The onset of psychiatric illness in a child is a life-changing event for families. Families from immigrant and ethnocultural communities often must come to an understanding of their child’s psychiatric difficulties while simultaneously interacting with an unfamiliar health care system and its practitioners.

In this article, we address clinical approaches to the assessment, management, and treatment of mental health difficulties of children and adolescents from immigrant and ethnocultural communities.

Cultural issues in assessment and treatment planning

Psychosocial stressors and exposure to trauma contribute significantly to the experiences of families from immigrant and ethnocultural communities. Some families may have experienced organized violence before immigration and are now exposed to violence, racism, and economic difficulties.1-5 The trust and collaboration that are fostered in the therapeutic milieu can help address and buffer the effects of discrimination and ethnic and racial profiling that are often experienced by immigrants.6,7

Address language barriers

Families who speak a language other than the dominant language of the health care system should be offered an interpreter. Interpreters facilitate the clinical encounter and, in some cases, act as cultural brokers and contribute to the diagnostic process assisting the clinical formulation by reframing or transmitting essential elements of cultural knowledge.8

Avoid asking children and family members to act as interpreters because this can contribute to biased assessments and introduce power imbalances among family members. For example, family members may not wish to disclose sensitive information to relatives who are acting as translators; as a result, this information may not be transmitted during the assessment. Asking children or spouses to act as interpreters can also give them a privileged avenue of communication during assessments, with power to decide what information is transmitted. This can reinforce problematic power relationships (ie, children having more power than their parents or one spouse having more power than the other).

Recognize shifting cultural identities

Family members may have multiple cultural identities that shift over time. The fluidity of culture and acculturation processes needs to be acknowledged. Bicultural and hybrid identities are dynamic elements that shift during child development and across generations, and they need to be explored.9,10 Identity issues are best explored through inquiry and addressing our preconceived ideas about the values and experiences of families and children of a particular culture.

Establish a therapeutic alliance

While it is possible that patients have had discriminatory or traumatic experiences, an alliance and the safety of the therapeutic space need to be established before these variables are explored. Pushing for immediate and detailed disclosure can result in retraumatization or a breakdown in alliance building. Similarly, openness to traditional healing strategies and explanatory models of illness should be encouraged; note, though, that these explorations are more likely to be successful after a trusting relationship with the clinician is established.

Recognize differences in cultural values and norms

Psychiatric assessment is influenced by multiple cultural references, in that children, family members, and practitioners may bring divergent values, developmental frameworks, and viewpoints to defining problems.

People from different societies may have differing ideas about what level of hyperactive-disruptive behaviors is considered unacceptable.
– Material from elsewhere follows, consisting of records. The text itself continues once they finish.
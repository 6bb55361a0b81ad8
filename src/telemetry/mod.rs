//! Braintrust telemetry over OTLP/HTTP.
//!
//! Every record is written to the local tracing log. When Braintrust
//! credentials are present the record is also queued for a background
//! thread that posts it to the OTLP logs endpoint. Export failures are
//! logged as warnings and never reach the command.

pub mod otlp;
pub mod record;

pub use otlp::{encode_logs_request, HttpExporter, LogExporter, Resource};
pub use record::{AttributeValue, TelemetryRecord};

use std::fmt;
use std::sync::atomic::{AtomicBool, Ordering};
use std::sync::mpsc::{self, Receiver, RecvTimeoutError, Sender};
use std::sync::Arc;
use std::thread::{self, JoinHandle};
use std::time::Duration;
use thiserror::Error;
use tracing::{debug, error, info, warn};

/// Braintrust OTLP logs endpoint used when none is configured.
pub const DEFAULT_OTLP_ENDPOINT: &str = "https://api.braintrust.dev/otel/v1/logs";

/// How long [`TelemetryEmitter::shutdown`] waits for queued records.
pub const DEFAULT_FLUSH_TIMEOUT: Duration = Duration::from_secs(5);

/// `service.name` used when `BRAINTRUST_SERVICE_NAME` is unset.
pub const DEFAULT_SERVICE_NAME: &str = "claude-code-cli";

/// Environment variable holding the Braintrust API key.
pub const ENV_API_KEY: &str = "BRAINTRUST_API_KEY";
/// Environment variable holding the Braintrust project id.
pub const ENV_PROJECT_ID: &str = "BRAINTRUST_PROJECT_ID";
/// Environment variable overriding the OTLP endpoint.
pub const ENV_ENDPOINT: &str = "BRAINTRUST_OTLP_ENDPOINT";
/// Environment variable overriding `service.name`.
pub const ENV_SERVICE_NAME: &str = "BRAINTRUST_SERVICE_NAME";
/// Environment variable setting `service.version`.
pub const ENV_SERVICE_VERSION: &str = "BRAINTRUST_SERVICE_VERSION";

/// Errors raised while exporting telemetry.
#[derive(Debug, Error)]
pub enum TelemetryError {
    /// A credential cannot be encoded as an HTTP header value.
    #[error("Invalid value for header {0}")]
    InvalidHeader(String),

    /// Transport failure.
    #[error("OTLP request failed: {0}")]
    Http(#[from] reqwest::Error),

    /// The collector answered with a non-success status.
    #[error("OTLP collector returned {status}: {body}")]
    Status {
        /// HTTP status code.
        status: u16,
        /// Response body, possibly empty.
        body: String,
    },
}

/// Credentials and routing for the Braintrust collector.
#[derive(Clone, PartialEq, Eq)]
pub struct BraintrustConfig {
    /// Bearer token.
    pub api_key: String,
    /// Project receiving the logs.
    pub project_id: String,
    /// OTLP/HTTP logs URL.
    pub endpoint: String,
    /// `service.name` resource attribute.
    pub service_name: String,
    /// `service.version` resource attribute.
    pub service_version: Option<String>,
}

impl fmt::Debug for BraintrustConfig {
    fn fmt(&self, f: &mut fmt::Formatter<'_>) -> fmt::Result {
        f.debug_struct("BraintrustConfig")
            .field("api_key", &"<redacted>")
            .field("project_id", &self.project_id)
            .field("endpoint", &self.endpoint)
            .field("service_name", &self.service_name)
            .field("service_version", &self.service_version)
            .finish()
    }
}

/// Where records go.
#[derive(Debug, Clone, PartialEq, Eq)]
pub enum TelemetryMode {
    /// Local log plus OTLP export.
    Otlp(BraintrustConfig),
    /// Local log only.
    ConsoleOnly {
        /// Why export is disabled.
        reason: String,
    },
}

impl TelemetryMode {
    /// Resolve from the process environment.
    ///
    /// `endpoint_fallback` (from the config file) applies when
    /// `BRAINTRUST_OTLP_ENDPOINT` is unset.
    pub fn from_env(endpoint_fallback: Option<&str>) -> Self {
        Self::resolve(|key| std::env::var(key).ok(), endpoint_fallback)
    }

    /// Resolve using `lookup` for environment access. Empty values count as
    /// unset.
    pub fn resolve(lookup: impl Fn(&str) -> Option<String>, endpoint_fallback: Option<&str>) -> Self {
        let get = |key: &str| lookup(key).filter(|value| !value.trim().is_empty());

        let Some(api_key) = get(ENV_API_KEY) else {
            return Self::ConsoleOnly {
                reason: format!("{ENV_API_KEY} not set"),
            };
        };
        let Some(project_id) = get(ENV_PROJECT_ID) else {
            return Self::ConsoleOnly {
                reason: format!("{ENV_PROJECT_ID} not set"),
            };
        };

        let endpoint = get(ENV_ENDPOINT)
            .or_else(|| endpoint_fallback.map(str::to_string))
            .unwrap_or_else(|| DEFAULT_OTLP_ENDPOINT.to_string());

        Self::Otlp(BraintrustConfig {
            api_key,
            project_id,
            endpoint,
            service_name: get(ENV_SERVICE_NAME).unwrap_or_else(|| DEFAULT_SERVICE_NAME.to_string()),
            service_version: get(ENV_SERVICE_VERSION),
        })
    }
}

/// Sink for telemetry records.
///
/// Dropping the emitter (or calling [`TelemetryEmitter::shutdown`]) waits for
/// queued records to be exported, up to one overall flush timeout. Records
/// still queued after that are dropped.
#[derive(Debug)]
pub struct TelemetryEmitter {
    sender: Option<Sender<TelemetryRecord>>,
    worker: Option<JoinHandle<()>>,
    // Disconnects when the worker exits
    finished: Option<Receiver<()>>,
    abandoned: Arc<AtomicBool>,
    flush_timeout: Duration,
}

impl TelemetryEmitter {
    /// Emitter that only writes to the local log. No HTTP client is built.
    pub fn console_only() -> Self {
        Self {
            sender: None,
            worker: None,
            finished: None,
            abandoned: Arc::new(AtomicBool::new(false)),
            flush_timeout: DEFAULT_FLUSH_TIMEOUT,
        }
    }

    /// Emitter for a resolved mode. A client that fails to build downgrades
    /// to console-only.
    pub fn from_mode(mode: &TelemetryMode) -> Self {
        match mode {
            TelemetryMode::ConsoleOnly { reason } => {
                warn!("Braintrust export disabled: {reason}");
                Self::console_only()
            }
            TelemetryMode::Otlp(config) => match HttpExporter::new(config) {
                Ok(exporter) => {
                    info!(endpoint = exporter.endpoint(), project_id = %config.project_id, "Braintrust export enabled");
                    Self::with_exporter(Resource::for_config(config), Box::new(exporter))
                }
                Err(e) => {
                    error!("Failed to configure Braintrust export: {e}");
                    Self::console_only()
                }
            },
        }
    }

    /// Emitter that hands records to `exporter` on a background thread.
    pub fn with_exporter(resource: Resource, exporter: Box<dyn LogExporter>) -> Self {
        let (sender, receiver) = mpsc::channel::<TelemetryRecord>();
        let (finished_tx, finished) = mpsc::channel::<()>();
        let abandoned = Arc::new(AtomicBool::new(false));
        let stop = Arc::clone(&abandoned);

        let spawned = thread::Builder::new()
            .name("telemetry-export".to_string())
            .spawn(move || {
                let _finished = finished_tx;
                for record in receiver {
                    if stop.load(Ordering::Relaxed) {
                        break;
                    }
                    match exporter.export(&resource, &record) {
                        Ok(()) => debug!(event_type = record.event_type(), "Exported record"),
                        Err(e) => warn!(event_type = record.event_type(), "Telemetry export failed: {e}"),
                    }
                }
            });

        match spawned {
            Ok(worker) => Self {
                sender: Some(sender),
                worker: Some(worker),
                finished: Some(finished),
                abandoned,
                flush_timeout: DEFAULT_FLUSH_TIMEOUT,
            },
            Err(e) => {
                error!("Failed to start telemetry export thread: {e}");
                Self::console_only()
            }
        }
    }

    /// Replace the overall flush timeout used at shutdown.
    pub fn with_flush_timeout(mut self, timeout: Duration) -> Self {
        self.flush_timeout = timeout;
        self
    }

    /// Whether records stay local.
    pub fn is_console_only(&self) -> bool {
        self.sender.is_none()
    }

    /// Log `record` locally and queue it for export.
    pub fn emit(&self, record: TelemetryRecord) {
        info!(
            event_type = record.event_type(),
            attributes = %record.attributes_json(),
            "{}",
            record.event_type()
        );

        if let Some(sender) = &self.sender {
            if sender.send(record).is_err() {
                warn!("Telemetry export thread stopped; record dropped");
            }
        }
    }

    /// Flush queued records and stop the export thread.
    pub fn shutdown(mut self) {
        self.finish();
    }

    fn finish(&mut self) {
        // Closing the channel ends the worker loop
        self.sender.take();
        let Some(worker) = self.worker.take() else {
            return;
        };

        let drained = match self.finished.take() {
            Some(finished) => match finished.recv_timeout(self.flush_timeout) {
                Err(RecvTimeoutError::Timeout) => false,
                Ok(()) | Err(RecvTimeoutError::Disconnected) => true,
            },
            None => true,
        };

        if !drained {
            // A blocked request cannot be cancelled; detach the worker
            self.abandoned.store(true, Ordering::Relaxed);
            warn!(
                timeout_ms = self.flush_timeout.as_millis() as u64,
                "Telemetry flush timed out; remaining records dropped"
            );
            return;
        }
        if worker.join().is_err() {
            warn!("Telemetry export thread panicked");
        }
    }
}

impl Drop for TelemetryEmitter {
    fn drop(&mut self) {
        self.finish();
    }
}

#[cfg(test)]
#[path = "telemetry_tests.rs"]
mod tests;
Such differences affect decisions about what course of action should be taken.11 For example, in a research study carried out in Lebanon, parents were presented with vignettes of children with attention-deficit/hyperactivity disorder hyperactive/impulsive-type symptoms.12 Some parents described the children as “dammo hammy,” which translated to “hot-blooded” with a rather positive meaning of masculinity.

The Table cites factors that need to be considered in the assessment of cultural issues and suggests how these factors influence treatment. Each cultural reference can provide a framework or pathway to make sense of the difficulties faced by children and adolescents with mental health problems and their families. Such a framework includes families and social networks that contribute to the clinician’s understanding of the underlying concerns and cultural differences with the aim of optimizing treatment strategies.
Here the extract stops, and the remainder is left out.